Citizens' Solution for Safe Chemical Weapons Disposal
Review and Recommendations on the U.S. Chemical Demilitarization Program
on the Tenth Anniversary of the Chemical Weapons Convention

April 29, 2007


Introduction

On April 29, 1997 an historic milestone occurred in the U.S. chemical demilitarization program:  the U.S. ratified the Chemical Weapons Convention (CWC).  The CWC is an international treaty mandating worldwide chemical weapons disposal within ten years (or fifteen, if nations asked for a five-year extension).  The CWC applies to all "declared" chemical weapons which for the U.S. meant the stockpile of weapons stored at in the Pacific and eight continental sites:  Anniston, Alabama; Pine Bluff, Arkansas; Pueblo, Colorado; Newport, Indiana; Kalama Island (Johnston Atoll)  in the Pacific; Richmond, Kentucky; Aberdeen, Maryland; Umatilla, Oregon; and Tooele, Utah .

The Chemical Weapons Working Group (CWWG) is a coalition of citizens living near the U.S. and Pacific chemical weapons stockpile sites.  The group formed in 1991 in order to coordinate opposition to incineration as the U.S. Army's technology of choice for weapons disposal, and to promote safer solutions for weapons disposal as well as direct citizen involvement in the chemical demilitarization program.  We were concerned that the dioxins, furans, PCBs, heavy metals, and trace amounts of nerve agent emitted from incinerators as part of routine operations would harm the communities' health and environment.  Upset conditions at incinerators were less predictable and could mean larger release of toxics into the environment.   In 1994, the CWWG wrote and released the Citizens Solution for Safe Chemical Weapons Disposal, which recommended the immediate disassembly of rockets and projectiles, neutralization of all chemical agents, and secondary waste treatment with non-incineration technology.

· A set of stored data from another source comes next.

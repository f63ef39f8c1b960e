// SPDX-License-Identifier: BUSL-1.1
// Copyright (c) 2026 Alfred Jean LLC

//! Report rendering for both output modes.
//!
//! The CLI writes either rendering to stderr so the timing data stays
//! visible even when the child's own output (or its /dev/null stand-in)
//! occupies stdout.

use std::time::Duration;

use crate::exec::Measurement;

#[cfg(test)]
#[path = "report_tests.rs"]
mod tests;

const MICROS_PER_SEC: f64 = 1e6;

/// One-line JSON record in integer microseconds (memory in KB).
///
/// Field order is fixed and there is no trailing newline. CPU time and
/// CPU percentage are omitted: both are derivable from the fields given.
pub fn render_json(m: &Measurement) -> String {
    format!(
        "{{ \"elapsed\": {}, \"user\": {}, \"sys\": {}, \"mem_max\": {} }}",
        m.elapsed.as_micros(),
        m.usage.user.as_micros(),
        m.usage.system.as_micros(),
        m.usage.max_rss_kb,
    )
}

/// Five-line human report in seconds, each value rounded to three
/// decimal places.
///
/// The CPU percentage divides by the elapsed time without a zero guard;
/// for a child that terminates instantaneously the rendered value is
/// `inf` or `NaN` rather than a crash. Accepted edge case.
pub fn render_human(m: &Measurement) -> String {
    let elapsed = secs(m.elapsed);
    let user = secs(m.usage.user);
    let sys = secs(m.usage.system);
    let cpu = user + sys;
    let cpu_percent = 100.0 * cpu / elapsed;

    format!(
        "CPU:     {:.3} s ({:.3} %) \n\
         user:    {:.3} s\n\
         sys:     {:.3} s\n\
         elapsed: {:.3} s\n\
         mem_max: {} KB\n",
        round3(cpu),
        round3(cpu_percent),
        round3(user),
        round3(sys),
        round3(elapsed),
        m.usage.max_rss_kb,
    )
}

fn secs(d: Duration) -> f64 {
    d.as_micros() as f64 / MICROS_PER_SEC
}

/// Round to three decimal places, half away from zero.
fn round3(v: f64) -> f64 {
    (v * 1000.0).round() / 1000.0
}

To many people living in the shadow of chemical weapons stockpiles, there is no real separation between concerns about international disarmament and protection of our health and the environment.  The success of the chemical demilitarization program depended not merely on destroying the weapons, but doing so without destroying our communities.

In 1997, the CWWG achieved a major victory for safe weapons disposal when Congress mandated a program to identify, demonstrate and implement non-incineration alternatives for chemical weapons disposal.  The program, called the Assembled Chemical Weapons Assessment (ACWA) program consisted not only of detailed technology review but a national dialogue process through which all program decisions -- such as technology criteria, assessments and reports -- were made by consensus.   The program recommended neutralization as a safe, viable means of chemical weapons destruction, with follow-up biological and Supercritical Water Oxidation technologies.  Indiana, Maryland, Colorado and Kentucky sites were selected for neutralization technology and non-incineration secondary treatment, with full support from local citizens, state and federal government.

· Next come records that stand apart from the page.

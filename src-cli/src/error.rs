//! Serializable error shape for JSON output.

use breachscope_lookup::{CheckError, LookupError};
use serde::Serialize;

/// Error reported to the user, with a stable code for scripts.
#[derive(Debug, Serialize)]
pub struct CommandError {
    /// Error code for machine handling (e.g., "TIMEOUT")
    pub code: String,
    /// User-friendly error message
    pub message: String,
    /// Optional context (never contains the checked address)
    #[serde(skip_serializing_if = "Option::is_none")]
    pub details: Option<serde_json::Value>,
}

impl CommandError {
    /// Create a new command error.
    pub fn new(code: impl Into<String>, message: impl Into<String>) -> Self {
        Self {
            code: code.into(),
            message: message.into(),
            details: None,
        }
    }

    /// Create a command error with details.
    pub fn with_details(
        code: impl Into<String>,
        message: impl Into<String>,
        details: serde_json::Value,
    ) -> Self {
        Self {
            code: code.into(),
            message: message.into(),
            details: Some(details),
        }
    }
}

impl From<&LookupError> for CommandError {
    fn from(err: &LookupError) -> Self {
        let message = err.user_message();
        match err {
            LookupError::Connection(_) => Self::new("CONNECTION_FAILED", message),
            LookupError::Timeout { seconds } => Self::with_details(
                "TIMEOUT",
                message,
                serde_json::json!({ "timeout_secs": seconds }),
            ),
            LookupError::UnexpectedStatus { status } => Self::with_details(
                "UNEXPECTED_STATUS",
                message,
                serde_json::json!({ "status": status }),
            ),
            LookupError::Network(_) => Self::new("NETWORK_ERROR", message),
            LookupError::InvalidBody(_) => Self::new("INVALID_RESPONSE", message),
            LookupError::Internal(_) => Self::new("INTERNAL_ERROR", message),
        }
    }
}

impl From<&CheckError> for CommandError {
    fn from(err: &CheckError) -> Self {
        match err {
            CheckError::InvalidEmail(_) => Self::new("INVALID_EMAIL", err.user_message()),
            CheckError::Lookup(lookup) => lookup.into(),
        }
    }
}
use breachscope_app::cli::Cli;
use breachscope_app::commands::EXIT_ERROR;
use clap::Parser;
use std::process::ExitCode;
use tracing::info;

#[tokio::main]
async fn main() -> ExitCode {
    let cli = Cli::parse();
    breachscope_app::init_tracing(cli.verbose);

    info!("Starting Breachscope v{}", env!("CARGO_PKG_VERSION"));

    match breachscope_app::run(cli).await {
        Ok(outcome) => {
            outcome.emit();
            ExitCode::from(outcome.code)
        }
        Err(err) => {
            eprintln!("error: {err:#}");
            ExitCode::from(EXIT_ERROR)
        }
    }
}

The ACWA program was a clear indication that community members, the military and contractors could come together and agree how to move forward in a win-win scenario from the standpoints of protection of public health and the environment, as well as compliance with the treaty and wise use of taxpayer dollars.  However this positive and cooperative spirit has not been shared throughout the Chemical Materials Agency (CMA). Unfortunately the Army moved forward with incineration of chemical weapons in Alabama, Arkansas, Oregon and Utah over the protest of the CWWG and hundreds of organizations all over the country.  Myriad technical problems plague the chemical weapons incinerators, conflict follows secondary waste disposal shipments, chemical agent monitors are failing, and citizens have little information on facility operations.  The results are skyrocketing costs and a failure to meet CWC deadlines.

Ironically, CMA's scapegoats for the cost escalations and schedule delays are the sites with non-incineration technologies; design changes and Pentagon funding cuts to Kentucky and Colorado's chemical weapons disposal facilities will stretch the timeline for weapons disposal to 2023 -- 11 years after the CWC extended deadline.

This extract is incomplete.